Following the accommodative monetary policy stance from the State Bank of Pakistan by keeping the policy rate at 7%, the federal government has also taken an expansionary fiscal policy stance in its federal budget for FY2022. All this bodes well for Pakistan’s Islamic banking and finance industry, which currently has a 17% share in the overall banking industry.
Following a negative 0.5% deceleration in FY20, the country has achieved remarkable growth of 3.94% in FY21. There are across-the-board tax cuts complemented by subsidies worth PKR682 billion and several exemptions in the recently announced Federal Budget for FY22. Furthermore, there is an increase in the budget allocation for the public sector development program to PKR900 billion, up by 43% year on year.
Tax cuts and increases in public sector spending will positively affect investment in manufacturing, construction and allied industries. With its emphasis on asset-backed financing, Islamic banking will have the opportunity to finance fixed assets and working capital in industries. The timely release of export-related refunds would also improve the working capital situation in manufacturing with the result that it would allow Islamic banks to receive their deferred sale price and rentals on a timely basis without adverse effects on infection ratios.
Microfinancing and consumer financing will also enjoy a boost given the increase in wages. Minimum wages are increased to PKR20,000 per month, and a 10% rise in salaries and pensions of federal government employees. Furthermore, among the tax cuts and exemptions, GST on 850cc cars is reduced to 12.5% from 17%. This bodes well for the car financing segment in consumer financing and will also increase business for Takaful companies in the form of mandatory vehicle insurance.

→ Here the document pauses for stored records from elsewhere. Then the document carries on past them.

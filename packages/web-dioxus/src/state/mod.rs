//! Page state: the resource query machine driven by Dioxus tasks.
//!
//! Every user action becomes a [`QueryEvent`]. The machine lives in a signal,
//! so components re-render whenever it transitions. Commands it returns are
//! executed here: fetches run as spawned tasks, debounce timers as tasks that
//! get cancelled when a newer keystroke arrives.

use std::time::Duration;

use dioxus::prelude::*;
use resource_locator::{
    LocatorConfig, QueryCommand, QueryEvent, QueryState, ResourceQueryMachine,
};
use resources_client::{ResourcesClient, BASE_URL_ENV};

/// Base URL used when none was provided at build time.
const DEFAULT_API_BASE_URL: &str = "/api";

/// Configuration baked in at build time; the browser has no process env.
pub fn build_config() -> LocatorConfig {
    let config = LocatorConfig::from_lookup(|key| {
        match key {
            BASE_URL_ENV => {
                Some(option_env!("RESOURCES_API_BASE_URL").unwrap_or(DEFAULT_API_BASE_URL))
            }
            "RESOURCES_SEARCH_DEBOUNCE_MS" => option_env!("RESOURCES_SEARCH_DEBOUNCE_MS"),
            "RESOURCES_LOAD_FILTER_OPTIONS" => option_env!("RESOURCES_LOAD_FILTER_OPTIONS"),
            _ => None,
        }
        .map(str::to_string)
    });

    match config {
        Ok(config) => config,
        Err(e) => {
            tracing::warn!(error = %e, "Invalid build-time configuration, using defaults");
            LocatorConfig::new(DEFAULT_API_BASE_URL)
        }
    }
}

/// Resolve a relative base URL against the page origin.
fn absolute_base_url(base_url: &str) -> String {
    if base_url.starts_with("http://") || base_url.starts_with("https://") {
        return base_url.to_string();
    }

    #[cfg(feature = "web")]
    {
        if let Some(origin) = web_sys::window().and_then(|w| w.location().origin().ok()) {
            return format!("{}{}", origin, base_url);
        }
    }

    format!("http://localhost:8080{}", base_url)
}

async fn sleep(delay: Duration) {
    #[cfg(target_arch = "wasm32")]
    {
        gloo_timers::future::sleep(delay).await;
    }

    #[cfg(not(target_arch = "wasm32"))]
    {
        tokio::time::sleep(delay).await;
    }
}

/// Handle to the page's query machine. Cheap to copy into event handlers.
#[derive(Clone, Copy, PartialEq)]
pub struct ResourceQuery {
    machine: Signal<ResourceQueryMachine>,
    debounce_timer: Signal<Option<Task>>,
    client: Signal<ResourcesClient>,
    load_filter_options: bool,
}

impl ResourceQuery {
    /// Current state; subscribes the calling component.
    pub fn state(&self) -> QueryState {
        self.machine.read().state().clone()
    }

    pub fn select_category(&self, category: String) {
        self.dispatch(QueryEvent::CategorySelected(category));
    }

    pub fn select_location(&self, location: String) {
        self.dispatch(QueryEvent::LocationSelected(location));
    }

    pub fn set_search(&self, term: String) {
        self.dispatch(QueryEvent::SearchChanged(term));
    }

    pub fn reset(&self) {
        self.dispatch(QueryEvent::FiltersReset);
    }

    fn mount(&self) {
        if self.load_filter_options {
            let client = self.client.peek().clone();
            let this = *self;
            spawn(async move {
                let event = match client.fetch_filter_options().await {
                    Ok(options) => QueryEvent::FilterOptionsLoaded(options),
                    Err(e) => QueryEvent::FilterOptionsFailed(e.to_string()),
                };
                this.dispatch(event);
            });
        }
        self.dispatch(QueryEvent::Mounted);
    }

    fn dispatch(&self, event: QueryEvent) {
        let mut machine = self.machine;
        let command = machine.write().decide(&event);
        if let Some(command) = command {
            self.execute(command);
        }
    }

    fn execute(&self, command: QueryCommand) {
        let this = *self;
        match command {
            QueryCommand::Fetch { generation, filters } => {
                let client = self.client.peek().clone();
                spawn(async move {
                    let event = match client.fetch_resources(&filters).await {
                        Ok(resources) => QueryEvent::FetchSucceeded {
                            generation,
                            resources,
                        },
                        Err(e) => {
                            tracing::warn!(generation, error = %e, "Error fetching resources");
                            QueryEvent::FetchFailed {
                                generation,
                                error: e.to_string(),
                            }
                        }
                    };
                    this.dispatch(event);
                });
            }
            QueryCommand::ScheduleDebounce { ticket, delay } => {
                let timer = spawn(async move {
                    sleep(delay).await;
                    this.dispatch(QueryEvent::DebounceElapsed { ticket });
                });

                let mut slot = self.debounce_timer;
                if let Some(previous) = slot.write().replace(timer) {
                    previous.cancel();
                };
            }
        }
    }
}

/// Create the page's query machine and load the unfiltered set on mount.
pub fn use_resource_query() -> ResourceQuery {
    let config = use_hook(build_config);
    let machine = use_signal(|| ResourceQueryMachine::new(config.search_debounce));
    let debounce_timer = use_signal(|| None::<Task>);
    let client = use_signal(|| ResourcesClient::new(absolute_base_url(&config.api_base_url)));

    let query = ResourceQuery {
        machine,
        debounce_timer,
        client,
        load_filter_options: config.load_filter_options,
    };

    // Effects only run in the browser, so SSR renders the loading state
    use_effect(move || query.mount());

    query
}
//! Resource directory page

use dioxus::prelude::*;
use resource_locator::view::{
    NO_MATCHES_DETAIL, NO_MATCHES_TITLE, NO_RESOURCES_DETAIL, NO_RESOURCES_TITLE,
};
use resource_locator::{ResourceView, ViewBody};

use crate::components::{EmptyState, ErrorBanner, FilterBar, LoadingSpinner, ResourceCard};
use crate::state::use_resource_query;

/// Directory of community support resources with filters and search
#[component]
pub fn Resources() -> Element {
    let query = use_resource_query();
    let view = query.state().view();
    let summary = view.summary();
    let ResourceView { banner, body } = view;

    rsx! {
        div {
            class: "min-h-screen bg-gradient-to-b from-blue-50 to-white",

            // Header
            header {
                class: "bg-white border-b border-gray-100",
                div {
                    class: "max-w-6xl mx-auto px-4 py-8",
                    h1 {
                        class: "text-3xl font-bold text-gray-900 mb-2",
                        "Find Support Resources"
                    }
                    p {
                        class: "text-gray-600",
                        "Browse services near you by category and location, or search by keyword."
                    }
                }
            }

            main {
                class: "max-w-6xl mx-auto px-4 py-6",

                FilterBar { query }

                if let Some(banner) = banner {
                    ErrorBanner { banner }
                }

                if let Some(summary) = summary {
                    p { class: "text-sm text-gray-500 mb-4", "{summary}" }
                }

                match body {
                    ViewBody::Loading => rsx! { LoadingSpinner {} },
                    ViewBody::Grid { resources, .. } => rsx! {
                        div {
                            class: "grid gap-4 sm:grid-cols-2 lg:grid-cols-3",
                            for resource in resources {
                                ResourceCard { key: "{resource.id}", resource: resource.clone() }
                            }
                        }
                    },
                    ViewBody::NoResources => rsx! {
                        EmptyState { title: NO_RESOURCES_TITLE, detail: NO_RESOURCES_DETAIL }
                    },
                    ViewBody::NoMatches { .. } => rsx! {
                        EmptyState { title: NO_MATCHES_TITLE, detail: NO_MATCHES_DETAIL }
                    },
                }
            }
        }
    }
}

In stock investments, capital gains tax on disposal of securities is reduced to 12.5% from 15%. In addition, the capital value tax on trading is also reduced to 1.25% from 1.5%. This will reduce the cost of trading and also increase volume and liquidity in the market. Reduction in capital gains tax will also allow Islamic mutual funds to improve their earnings with a reduction in tax cost.

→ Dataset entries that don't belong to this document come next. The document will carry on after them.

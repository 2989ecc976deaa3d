//! Dropdown options for the category and location filters

use indexmap::IndexSet;
use resources_client::{Resource, ALL};

/// Categories offered when the backend does not seed its own list.
pub const PREDEFINED_CATEGORIES: &[&str] = &[
    "domestic-violence",
    "mental-health",
    "legal-aid",
    "housing",
];

/// Filter dropdown state.
///
/// Locations accumulate across every response and are never removed, so a
/// narrowed fetch cannot shrink the dropdown.
#[derive(Debug, Clone, PartialEq, Eq)]
pub struct FilterChoices {
    categories: Vec<String>,
    locations_seen: IndexSet<String>,
}

impl Default for FilterChoices {
    fn default() -> Self {
        Self::new()
    }
}

impl FilterChoices {
    pub fn new() -> Self {
        Self {
            categories: PREDEFINED_CATEGORIES.iter().map(|c| c.to_string()).collect(),
            locations_seen: IndexSet::new(),
        }
    }

    /// Record every distinct location in a fetched set. Returns how many were new.
    pub fn observe(&mut self, resources: &[Resource]) -> usize {
        self.add_locations(resources.iter().map(|r| r.location.as_str()))
    }

    /// Merge backend-provided seeds. Non-empty categories replace the predefined list.
    pub fn seed(&mut self, categories: &[String], locations: &[String]) {
        let categories: Vec<String> = categories
            .iter()
            .map(|c| c.trim())
            .filter(|c| !c.is_empty() && *c != ALL)
            .map(str::to_string)
            .collect();
        if !categories.is_empty() {
            self.categories = categories;
        }
        self.add_locations(locations.iter().map(String::as_str));
    }

    fn add_locations<'a>(&mut self, locations: impl Iterator<Item = &'a str>) -> usize {
        let before = self.locations_seen.len();
        for location in locations {
            let location = location.trim();
            if !location.is_empty() && location != ALL {
                self.locations_seen.insert(location.to_string());
            }
        }
        self.locations_seen.len() - before
    }

    /// `All` followed by the category list.
    pub fn category_options(&self) -> Vec<String> {
        std::iter::once(ALL.to_string())
            .chain(self.categories.iter().cloned())
            .collect()
    }

    /// `All` followed by every location seen, in first-seen order.
    pub fn location_options(&self) -> Vec<String> {
        std::iter::once(ALL.to_string())
            .chain(self.locations_seen.iter().cloned())
            .collect()
    }
}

Withholding tax is removed from banking transactions. This will allow Islamic banks to manage the situation of commercial displacement risk in the business of payments. Now, bank transfers will not cost more, and hence, the use of banking channels for payments will also increase.

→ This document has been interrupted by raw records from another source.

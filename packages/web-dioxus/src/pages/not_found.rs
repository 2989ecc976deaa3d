//! Fallback for unknown paths

use dioxus::prelude::*;

use crate::routes::Route;

#[component]
pub fn NotFound(segments: Vec<String>) -> Element {
    let path = segments.join("/");

    rsx! {
        div {
            class: "min-h-screen flex flex-col items-center justify-center text-center px-4",
            h1 { class: "text-3xl font-bold text-gray-900 mb-2", "Page not found" }
            p { class: "text-gray-500 mb-6", "Nothing lives at /{path}." }
            Link {
                to: Route::Resources {},
                class: "text-blue-600 hover:text-blue-700",
                "\u{2190} Back to resources"
            }
        }
    }
}
//! Resource query machine.
//!
//! The machine is pure: it interprets events and decides on commands, and
//! never performs IO itself. A driver (the tokio [`crate::runtime`] or the web
//! page) executes each command and feeds the outcome back as an event.
//!
//! # Key Properties
//!
//! - **Server-side filters**: changing category or location re-enters
//!   `Loading` and emits a `Fetch`
//! - **Client-side search**: keystrokes only schedule a debounce; the list
//!   narrows when the matching `DebounceElapsed` arrives
//! - **Last request wins**: every fetch carries a generation, and results
//!   for anything but the latest generation are dropped
//! - **One event → at most one command**
//!
//! # Example
//!
//! ```ignore
//! let mut machine = ResourceQueryMachine::new(DEFAULT_DEBOUNCE);
//!
//! let Some(QueryCommand::Fetch { generation, filters }) = machine.decide(&QueryEvent::Mounted) else {
//!     unreachable!()
//! };
//! let resources = client.fetch_resources(&filters).await?;
//! machine.decide(&QueryEvent::FetchSucceeded { generation, resources });
//! ```

use std::time::Duration;

use resources_client::{FilterOptions, Resource, ResourceFilters, ALL};
use tracing::{debug, info, warn};

use crate::state::{fallback_resources, FetchState, QueryState};

/// Facts delivered to the machine.
#[derive(Debug, Clone)]
pub enum QueryEvent {
    /// The view appeared; load the unfiltered set.
    Mounted,
    CategorySelected(String),
    LocationSelected(String),
    /// Clear search and put both filters back to `All`.
    FiltersReset,
    SearchChanged(String),
    DebounceElapsed { ticket: u64 },
    FetchSucceeded { generation: u64, resources: Vec<Resource> },
    FetchFailed { generation: u64, error: String },
    FilterOptionsLoaded(FilterOptions),
    FilterOptionsFailed(String),
}

/// IO the driver must perform.
#[derive(Debug, Clone, PartialEq, Eq)]
pub enum QueryCommand {
    /// Request resources; report back with the same generation.
    Fetch { generation: u64, filters: ResourceFilters },
    /// Cancel any pending timer and start a new one; report back with the same ticket.
    ScheduleDebounce { ticket: u64, delay: Duration },
}

#[derive(Debug, Clone)]
pub struct ResourceQueryMachine {
    state: QueryState,
    generation: u64,
    debounce_ticket: u64,
    debounce: Duration,
}

impl ResourceQueryMachine {
    pub fn new(debounce: Duration) -> Self {
        Self {
            state: QueryState::default(),
            generation: 0,
            debounce_ticket: 0,
            debounce,
        }
    }

    pub fn state(&self) -> &QueryState {
        &self.state
    }

    /// Generation of the most recently issued fetch.
    pub fn generation(&self) -> u64 {
        self.generation
    }

    /// Process an event and optionally return a command.
    pub fn decide(&mut self, event: &QueryEvent) -> Option<QueryCommand> {
        match event {
            QueryEvent::Mounted => Some(self.begin_fetch()),

            QueryEvent::CategorySelected(category) => {
                if *category == self.state.selected_category {
                    return None;
                }
                self.state.selected_category = category.clone();
                Some(self.begin_fetch())
            }

            QueryEvent::LocationSelected(location) => {
                if *location == self.state.selected_location {
                    return None;
                }
                self.state.selected_location = location.clone();
                Some(self.begin_fetch())
            }

            QueryEvent::FiltersReset => {
                // Invalidate any pending timer; the cleared term applies at once
                self.debounce_ticket += 1;
                self.state.search_term.clear();
                self.state.debounced_search_term.clear();

                let changed =
                    self.state.selected_category != ALL || self.state.selected_location != ALL;
                if !changed {
                    return None;
                }
                self.state.selected_category = ALL.to_string();
                self.state.selected_location = ALL.to_string();
                Some(self.begin_fetch())
            }

            QueryEvent::SearchChanged(term) => {
                self.state.search_term = term.clone();
                self.debounce_ticket += 1;
                Some(QueryCommand::ScheduleDebounce {
                    ticket: self.debounce_ticket,
                    delay: self.debounce,
                })
            }

            QueryEvent::DebounceElapsed { ticket } => {
                if *ticket != self.debounce_ticket {
                    debug!(ticket, latest = self.debounce_ticket, "Ignoring superseded debounce");
                    return None;
                }
                self.state.debounced_search_term = self.state.search_term.clone();
                None
            }

            QueryEvent::FetchSucceeded {
                generation,
                resources,
            } => {
                if !self.is_current(*generation) {
                    return None;
                }
                let new_locations = self.state.choices.observe(resources);
                info!(
                    generation,
                    count = resources.len(),
                    new_locations,
                    "Applied resource fetch"
                );
                self.state.fetch = FetchState::Ready(resources.clone());
                None
            }

            QueryEvent::FetchFailed { generation, error } => {
                if !self.is_current(*generation) {
                    return None;
                }
                warn!(generation, %error, "Resource fetch failed, showing fallback");
                self.state.fetch = FetchState::Failed {
                    error: error.clone(),
                    fallback: fallback_resources(),
                };
                None
            }

            QueryEvent::FilterOptionsLoaded(options) => {
                self.state.choices.seed(&options.categories, &options.locations);
                None
            }

            QueryEvent::FilterOptionsFailed(error) => {
                warn!(%error, "Filter options unavailable, keeping predefined list");
                None
            }
        }
    }

    fn begin_fetch(&mut self) -> QueryCommand {
        self.generation += 1;
        self.state.fetch = FetchState::Loading;
        let filters = self.state.filters();
        debug!(generation = self.generation, ?filters, "Issuing resource fetch");
        QueryCommand::Fetch {
            generation: self.generation,
            filters,
        }
    }

    fn is_current(&self, generation: u64) -> bool {
        if generation != self.generation {
            debug!(generation, latest = self.generation, "Discarding stale fetch result");
            return false;
        }
        true
    }
}
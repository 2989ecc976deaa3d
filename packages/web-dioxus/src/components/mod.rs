//! Reusable UI components

mod filter_bar;
mod loading;
mod notices;
mod resource_card;

pub use filter_bar::*;
pub use loading::*;
pub use notices::*;
pub use resource_card::*;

There is also an emphasis on direct intervention in social welfare programmes for inclusivity and to benefit the marginalized segments of the population from overall economic expansion. PKR260 billion are earmarked for Ehsaas Program (cash grants to low-income families), up by 24% from the previous year. In addition, PKR12 billion is allocated for collateral-free lending to SMEs and PKR10 billion for Kamyab Pakistan Program. Ehsaas program is an illustration of the potential of Islamic social finance. If it is institutionalised and marketed as cash waqf, it can further enhance the participation of the individual donors to fund and scale up the programme. Islamic banks can also chip in to provide Qard-e-Hasan to selected clients if they get mark-up-free funds for such lending from the government.
One hopes that the accommodative monetary policy stance will continue for significant part of FY22 given the still less than full capacity utilisation in cement, automobiles, and textile sectors, and the higher unemployment rate compared to the pre-COVID-19 period. Food inflation is mostly a supply-side issue, whereas energy inflation is in the government’s hand. The government enjoys the authority to approve the prices of oil, gas, and electricity.
Deposits in the banking industry are inelastic to interest rates. However, if the policy rate rises, it may entice banks to shift their allocations to sovereign securities rather than lending to the private sector in the real economy. Moreover, in a situation where gross fixed capital formation has not experienced sufficient growth in a low policy rate environment, a policy rate hike will further dampen the chance of substantial capital formation.
Two-thirds of the shortfall in the budget will be met by bank borrowing. It is essential that it does not crowd out the private sector and makes banks increase their investment-to-deposit ratio at the expense of lower advance-to-deposit ratio. Islamic banks are at a disadvantage with issuing Shari’a-compliant sovereign securities, such as sukuk, than conventional sovereign debt. Since the government had gone for long-term financing in the recent past, there was a case of using ijarah sukuk rather than conventional sovereign debt.
It is hoped that the budgeted allocations will be effectively and efficiently utilised transparently and prudently. This is as important as the announcement of allocation itself. If vaccination targets are achieved, lockdowns are avoided, coordination is improved between federal and provincial governments, oil prices do not rise too much, then remittances and exports remain on a high path, and accommodative monetary policy is a stable expansionary fiscal policy stance. Likely, the V-shaped recovery will not result in a W-shaped boom-bust cycle. High and sustainable growth will not only benefit the expansion of the Islamic banking and finance industry but the national economy as well.